(Answered/resolved - thanks!) Paths of conventional flow with two power sources.

***ANSWERED

It was really a combination of everybody's input below that set the concepts in stone.

Thanks all.


Good Day,

I've attached an image that will clarify (and has text which poses) my questions. My questions are a bit obtuse without the referenced diagram in the image.

After reviewing the image, would somebody please provide your insight and expertise?

  • What's forcing the flow to go to the transistor's drain instead of looping back to the power bus via the diode's anode. My understanding is that the 1-way path functionality of the diode is only stopping any back voltage from (+) on the power bus spiking back into the transistor. Current should be able to flow from the motor ground into the anode of the diode though, no? Is this path of least resistance in action?
  • How are both of these circuit's completing their loop?

Thank you very much in advance for your time.

--
Chris

Can you post a schematic of your bits & pieces instead of wires & black boxes?

I hate piling on here... but this kind of question is exactly why we use schematics and don't use the method you used to "analyze" or explain circuits with each other.

I also have a slight concern about your use of floating ground.
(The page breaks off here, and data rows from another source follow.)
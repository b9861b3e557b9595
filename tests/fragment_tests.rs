use std::str::FromStr;

use cellpipe::fragment::{
    generate, Aggregate, CellParams, ClauseKind, DedupeKey, DedupeReport, FilterOp, FilterValue,
    Fragment, FragmentError, SortDirection, quote_ident,
};
use cellpipe::schema::SchemaSnapshot;
use rust_decimal::Decimal;

fn snapshot(columns: &[&str]) -> SchemaSnapshot {
    SchemaSnapshot::from_columns(columns.iter().map(|c| c.to_string()).collect())
}

fn clause_text(fragment: Fragment) -> String {
    match fragment {
        Fragment::Clause { text, .. } => text,
        other => panic!("expected a clause fragment, got {:?}", other),
    }
}

#[test]
fn test_source_fragment() {
    let params = CellParams::Source {
        table: "sales".to_string(),
    };
    let fragment = generate(&params, None).unwrap();
    assert_eq!(
        fragment,
        Fragment::Override {
            template: "SELECT * FROM \"sales\"".to_string()
        }
    );
}

#[test]
fn test_source_requires_table_name() {
    let params = CellParams::Source {
        table: "  ".to_string(),
    };
    assert_eq!(
        generate(&params, None),
        Err(FragmentError::EmptyParameter("source table name"))
    );
}

#[test]
fn test_filter_comparison() {
    let params = CellParams::Filter {
        column: "price".to_string(),
        op: FilterOp::Gt,
        value: FilterValue::Number(Decimal::from(10)),
    };
    let fragment = generate(&params, None).unwrap();
    match &fragment {
        Fragment::Clause { kind, text } => {
            assert_eq!(*kind, ClauseKind::Where);
            assert_eq!(text, "\"price\" > 10");
        }
        other => panic!("expected a clause, got {:?}", other),
    }
}

#[test]
fn test_filter_decimal_renders_as_typed() {
    let params = CellParams::Filter {
        column: "price".to_string(),
        op: FilterOp::Le,
        value: FilterValue::Number(Decimal::from_str("3.10").unwrap()),
    };
    assert_eq!(clause_text(generate(&params, None).unwrap()), "\"price\" <= 3.10");
}

#[test]
fn test_filter_contains_escapes_quotes() {
    let params = CellParams::Filter {
        column: "name".to_string(),
        op: FilterOp::Contains,
        value: FilterValue::Text("O'Brien".to_string()),
    };
    assert_eq!(
        clause_text(generate(&params, None).unwrap()),
        "\"name\" LIKE '%O''Brien%'"
    );
}

#[test]
fn test_filter_null_checks_take_no_value() {
    let params = CellParams::Filter {
        column: "email".to_string(),
        op: FilterOp::IsNull,
        value: FilterValue::Null,
    };
    assert_eq!(clause_text(generate(&params, None).unwrap()), "\"email\" IS NULL");
}

#[test]
fn test_sort_fragment() {
    let params = CellParams::Sort {
        column: "price".to_string(),
        direction: SortDirection::Descending,
    };
    let fragment = generate(&params, None).unwrap();
    match &fragment {
        Fragment::Clause { kind, text } => {
            assert_eq!(*kind, ClauseKind::OrderBy);
            assert_eq!(text, "\"price\" DESC");
        }
        other => panic!("expected a clause, got {:?}", other),
    }
}

#[test]
fn test_dedupe_full_rows_partitions_by_all_columns() {
    let params = CellParams::Deduplicate {
        key: DedupeKey::FullRows,
    };
    let fragment = generate(&params, Some(&snapshot(&["a", "b"]))).unwrap();
    match &fragment {
        Fragment::WrapRequired { select } => {
            assert!(select.contains("ROW_NUMBER() OVER (PARTITION BY \"a\", \"b\")"));
            assert!(select.contains("WHERE \"__seq\" = 1"));
            assert!(select.starts_with("SELECT * EXCLUDE (\"__seq\")"));
        }
        other => panic!("expected wrap-required, got {:?}", other),
    }
}

#[test]
fn test_dedupe_single_column_partitions_by_it() {
    let params = CellParams::Deduplicate {
        key: DedupeKey::Column("region".to_string()),
    };
    let fragment = generate(&params, Some(&snapshot(&["region", "amount"]))).unwrap();
    match &fragment {
        Fragment::WrapRequired { select } => {
            assert!(select.contains("PARTITION BY \"region\")"));
            assert!(!select.contains("\"amount\","));
        }
        other => panic!("expected wrap-required, got {:?}", other),
    }
}

#[test]
fn test_dedupe_missing_column_is_schema_mismatch() {
    let params = CellParams::Deduplicate {
        key: DedupeKey::Column("gone".to_string()),
    };
    assert_eq!(
        generate(&params, Some(&snapshot(&["a", "b"]))),
        Err(FragmentError::SchemaMismatch {
            column: "gone".to_string()
        })
    );
}

#[test]
fn test_dedupe_without_snapshot_is_unavailable() {
    let params = CellParams::Deduplicate {
        key: DedupeKey::FullRows,
    };
    assert_eq!(generate(&params, None), Err(FragmentError::SchemaUnavailable));
}

#[test]
fn test_drop_columns_fragment() {
    let params = CellParams::DropColumns {
        columns: vec!["a".to_string(), "b".to_string()],
    };
    let fragment = generate(&params, Some(&snapshot(&["a", "b", "c"]))).unwrap();
    assert_eq!(
        fragment,
        Fragment::WrapRequired {
            select: "SELECT * EXCLUDE (\"a\", \"b\") FROM __src".to_string()
        }
    );
}

#[test]
fn test_drop_missing_column_is_schema_mismatch() {
    let params = CellParams::DropColumns {
        columns: vec!["gone".to_string()],
    };
    assert_eq!(
        generate(&params, Some(&snapshot(&["a"]))),
        Err(FragmentError::SchemaMismatch {
            column: "gone".to_string()
        })
    );
}

#[test]
fn test_drop_nothing_is_an_error() {
    let params = CellParams::DropColumns { columns: vec![] };
    assert_eq!(
        generate(&params, Some(&snapshot(&["a"]))),
        Err(FragmentError::EmptyParameter("columns to drop"))
    );
}

#[test]
fn test_derive_column_fragment() {
    let params = CellParams::DeriveColumn {
        name: "total".to_string(),
        expression: "price * quantity".to_string(),
    };
    let fragment = generate(&params, None).unwrap();
    assert_eq!(
        fragment,
        Fragment::WrapRequired {
            select: "SELECT *, (price * quantity) AS \"total\" FROM __src".to_string()
        }
    );
}

#[test]
fn test_derive_rejects_bad_identifier() {
    for bad in ["2total", "total price", "tot\"al", ""] {
        let params = CellParams::DeriveColumn {
            name: bad.to_string(),
            expression: "1".to_string(),
        };
        assert!(generate(&params, None).is_err(), "accepted '{}'", bad);
    }
}

#[test]
fn test_pivot_fragment_embeds_upstream_slot() {
    let params = CellParams::Pivot {
        on: "region".to_string(),
        value: "amount".to_string(),
        aggregate: Aggregate::Sum,
        group_by: vec!["year".to_string()],
    };
    let fragment = generate(&params, None).unwrap();
    assert_eq!(
        fragment,
        Fragment::Override {
            template: "PIVOT ({{upstream}}) ON \"region\" USING sum(\"amount\") GROUP BY \"year\""
                .to_string()
        }
    );
}

#[test]
fn test_raw_query_exposes_prior() {
    let params = CellParams::RawQuery {
        text: "SELECT count(*) AS n FROM prior".to_string(),
    };
    let fragment = generate(&params, None).unwrap();
    assert_eq!(
        fragment,
        Fragment::Override {
            template: "WITH prior AS ({{upstream}}) SELECT count(*) AS n FROM prior".to_string()
        }
    );
}

#[test]
fn test_display_cells_pass_through() {
    for params in [
        CellParams::TableView,
        CellParams::Download,
        CellParams::Chart,
        CellParams::Assistant,
        CellParams::ScriptQuery,
    ] {
        assert_eq!(
            generate(&params, None).unwrap(),
            Fragment::Override {
                template: "{{upstream}}".to_string()
            }
        );
    }
}

#[test]
fn test_generation_is_deterministic() {
    let params = CellParams::Deduplicate {
        key: DedupeKey::FullRows,
    };
    let schema = snapshot(&["a", "b", "c"]);
    assert_eq!(
        generate(&params, Some(&schema)).unwrap(),
        generate(&params, Some(&schema)).unwrap()
    );
}

#[test]
fn test_quote_ident_doubles_embedded_quotes() {
    assert_eq!(quote_ident("weird\"name"), "\"weird\"\"name\"");
}

#[test]
fn test_dedupe_report_accounting() {
    let report = DedupeReport::new(10, 7);
    assert_eq!(report.duplicates_removed, 3);
    assert_eq!(report.current_rows + report.duplicates_removed, report.table_rows);

    let empty = DedupeReport::new(0, 0);
    assert_eq!(empty.duplicates_removed, 0);
}
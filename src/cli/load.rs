//! JSON <-> pipeline description conversion utilities
//!
//! A pipeline description is a JSON array of cell objects, first entry a
//! source cell:
//!
//! ```json
//! [
//!   { "kind": "source", "table": "sales" },
//!   { "kind": "filter", "column": "price", "op": "gt", "value": 10 },
//!   { "kind": "deduplicate", "column": "region" }
//! ]
//! ```

use std::str::FromStr;

use rust_decimal::Decimal;
use serde_json::{Map, Value as Json};

use super::CliError;
use crate::engine::ExecutionResult;
use crate::fragment::{
    Aggregate, CellParams, DedupeKey, FilterOp, FilterValue, SortDirection,
};
use crate::value::Value;

/// Selection label the UI shows for whole-row deduplication.
const FULL_ROWS_LABEL: &str = "Full Rows";

/// Parse a pipeline description into cell parameters.
pub fn pipeline_from_json(root: &Json) -> Result<Vec<CellParams>, CliError> {
    let array = root
        .as_array()
        .ok_or_else(|| CliError::Description("expected a JSON array of cells".to_string()))?;
    if array.is_empty() {
        return Err(CliError::Description("pipeline has no cells".to_string()));
    }
    let mut cells = Vec::with_capacity(array.len());
    for (i, entry) in array.iter().enumerate() {
        let obj = entry.as_object().ok_or_else(|| {
            CliError::Description(format!("cell {} is not a JSON object", i))
        })?;
        cells.push(cell_from_json(i, obj)?);
    }
    if !cells[0].is_source() {
        return Err(CliError::Description(
            "the first cell must have kind 'source'".to_string(),
        ));
    }
    Ok(cells)
}

fn cell_from_json(index: usize, obj: &Map<String, Json>) -> Result<CellParams, CliError> {
    let kind = str_field(index, obj, "kind")?;
    match kind.as_str() {
        "source" => Ok(CellParams::Source {
            table: str_field(index, obj, "table")?,
        }),
        "filter" => Ok(CellParams::Filter {
            column: str_field(index, obj, "column")?,
            op: filter_op(index, &str_field(index, obj, "op")?)?,
            value: filter_value(obj.get("value").unwrap_or(&Json::Null)),
        }),
        "sort" => {
            let direction = match obj.get("direction").and_then(Json::as_str) {
                None | Some("asc") => SortDirection::Ascending,
                Some("desc") => SortDirection::Descending,
                Some(other) => {
                    return Err(CliError::Description(format!(
                        "cell {}: unknown sort direction '{}'",
                        index, other
                    )))
                }
            };
            Ok(CellParams::Sort {
                column: str_field(index, obj, "column")?,
                direction,
            })
        }
        "deduplicate" => {
            let key = match obj.get("column").and_then(Json::as_str) {
                None | Some(FULL_ROWS_LABEL) => DedupeKey::FullRows,
                Some(column) => DedupeKey::Column(column.to_string()),
            };
            Ok(CellParams::Deduplicate { key })
        }
        "pivot" => Ok(CellParams::Pivot {
            on: str_field(index, obj, "on")?,
            value: str_field(index, obj, "value")?,
            aggregate: aggregate(index, obj.get("aggregate").and_then(Json::as_str))?,
            group_by: str_list(index, obj, "group_by")?,
        }),
        "derive" => Ok(CellParams::DeriveColumn {
            name: str_field(index, obj, "name")?,
            expression: str_field(index, obj, "expression")?,
        }),
        "drop-columns" => Ok(CellParams::DropColumns {
            columns: str_list(index, obj, "columns")?,
        }),
        "raw-query" => Ok(CellParams::RawQuery {
            text: str_field(index, obj, "text")?,
        }),
        "table" => Ok(CellParams::TableView),
        "download" => Ok(CellParams::Download),
        "chart" => Ok(CellParams::Chart),
        "assistant" => Ok(CellParams::Assistant),
        "script" => Ok(CellParams::ScriptQuery),
        other => Err(CliError::Description(format!(
            "cell {}: unknown kind '{}'",
            index, other
        ))),
    }
}

fn str_field(index: usize, obj: &Map<String, Json>, key: &str) -> Result<String, CliError> {
    obj.get(key)
        .and_then(Json::as_str)
        .map(str::to_string)
        .ok_or_else(|| {
            CliError::Description(format!("cell {}: missing string field '{}'", index, key))
        })
}

fn str_list(index: usize, obj: &Map<String, Json>, key: &str) -> Result<Vec<String>, CliError> {
    match obj.get(key) {
        None => Ok(Vec::new()),
        Some(Json::Array(items)) => items
            .iter()
            .map(|item| {
                item.as_str().map(str::to_string).ok_or_else(|| {
                    CliError::Description(format!(
                        "cell {}: '{}' must be an array of strings",
                        index, key
                    ))
                })
            })
            .collect(),
        Some(_) => Err(CliError::Description(format!(
            "cell {}: '{}' must be an array of strings",
            index, key
        ))),
    }
}

fn filter_op(index: usize, op: &str) -> Result<FilterOp, CliError> {
    match op {
        "eq" => Ok(FilterOp::Eq),
        "ne" => Ok(FilterOp::Ne),
        "lt" => Ok(FilterOp::Lt),
        "le" => Ok(FilterOp::Le),
        "gt" => Ok(FilterOp::Gt),
        "ge" => Ok(FilterOp::Ge),
        "contains" => Ok(FilterOp::Contains),
        "is-null" => Ok(FilterOp::IsNull),
        "not-null" => Ok(FilterOp::IsNotNull),
        other => Err(CliError::Description(format!(
            "cell {}: unknown filter op '{}'",
            index, other
        ))),
    }
}

fn filter_value(value: &Json) -> FilterValue {
    match value {
        Json::Null => FilterValue::Null,
        Json::Bool(b) => FilterValue::Boolean(*b),
        Json::Number(n) => Decimal::from_str(&n.to_string())
            .map(FilterValue::Number)
            .unwrap_or_else(|_| FilterValue::Text(n.to_string())),
        Json::String(s) => FilterValue::Text(s.clone()),
        other => FilterValue::Text(other.to_string()),
    }
}

fn aggregate(index: usize, name: Option<&str>) -> Result<Aggregate, CliError> {
    match name {
        None | Some("sum") => Ok(Aggregate::Sum),
        Some("count") => Ok(Aggregate::Count),
        Some("avg") => Ok(Aggregate::Avg),
        Some("min") => Ok(Aggregate::Min),
        Some("max") => Ok(Aggregate::Max),
        Some(other) => Err(CliError::Description(format!(
            "cell {}: unknown aggregate '{}'",
            index, other
        ))),
    }
}

/// Convert an execution result to JSON for CLI output.
pub fn result_to_json(result: &ExecutionResult) -> Json {
    let rows: Vec<Json> = result
        .rows
        .iter()
        .map(|row| {
            let mut obj = Map::new();
            for column in &result.columns {
                let value = row.get(column).unwrap_or(&Value::Null);
                obj.insert(column.clone(), value_to_json(value));
            }
            Json::Object(obj)
        })
        .collect();
    let mut out = Map::new();
    out.insert(
        "columns".to_string(),
        Json::Array(result.columns.iter().cloned().map(Json::String).collect()),
    );
    out.insert("rowCount".to_string(), Json::Number(result.row_count.into()));
    out.insert("truncated".to_string(), Json::Bool(result.truncated));
    out.insert("rows".to_string(), Json::Array(rows));
    Json::Object(out)
}

fn value_to_json(value: &Value) -> Json {
    match value {
        Value::Null => Json::Null,
        Value::Boolean(b) => Json::Bool(*b),
        Value::Integer(n) => Json::Number((*n).into()),
        Value::Float(f) => serde_json::Number::from_f64(*f)
            .map(Json::Number)
            .unwrap_or(Json::Null),
        Value::Text(s) => Json::String(s.clone()),
    }
}
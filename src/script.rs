//! Boundary for the secondary, script-based execution channel.
//!
//! The channel runs user-supplied scripts over the current cumulative
//! query's result. It is opaque to the core and fully decoupled from the
//! engine: it has its own request/response pair and never shares the
//! engine's execution slot, so a long script cannot block query previews.

use crate::engine::ExecutionResult;

/// Errors reported by a script channel.
#[derive(Debug, Clone, PartialEq)]
pub enum ScriptError {
    /// The channel itself failed (worker gone, transport broken).
    Channel(String),

    /// The user's script raised an error.
    Script(String),
}

impl std::fmt::Display for ScriptError {
    fn fmt(&self, f: &mut std::fmt::Formatter<'_>) -> std::fmt::Result {
        match self {
            ScriptError::Channel(msg) => write!(f, "script channel failed: {}", msg),
            ScriptError::Script(msg) => write!(f, "script error: {}", msg),
        }
    }
}

impl std::error::Error for ScriptError {}

/// A secondary execution channel accepting a script plus the current
/// cumulative query and returning transformed rows.
pub trait ScriptChannel {
    fn transform(
        &mut self,
        script: &str,
        upstream_query: &str,
    ) -> Result<ExecutionResult, ScriptError>;
}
I feel you should be saying "common" ground.

Your question about the intrinsic diode in the MOSFET is easily answered. The potential at the ANODE is lower than the CATHODE (Drain side) and therefore, current flow is inhibited because it has already had to cross a semiconductor junction. The anode needs to be more positive than the cathode to work as a diode.

The rest of your question seems to be about "why does the 9V not break the 5V half of the circuit via the common ground connection?". I will only say... at the common ground point there is no longer a potential difference... just a desire for a balance of electron flow... (what goes in... must come out)

wmorr:
Good Day,

I've attached an image that will clarify (and has text which poses) my questions. My questions are a bit obtuse without the referenced diagram in the image.

After reviewing the image, would somebody please provide your insight and expertise?

  • What's forcing the flow to go to the transistor's drain instead of looping back to the power bus via the diode's anode. My understanding is that the 1-way path functionality of the diode is only stopping any back voltage from (+) on the power bus spiking back into the transistor. Current should be able to flow from the motor ground into the anode of the diode though, no? Is this path of least resistance in action?
  • How are both of these circuit's completing their loop?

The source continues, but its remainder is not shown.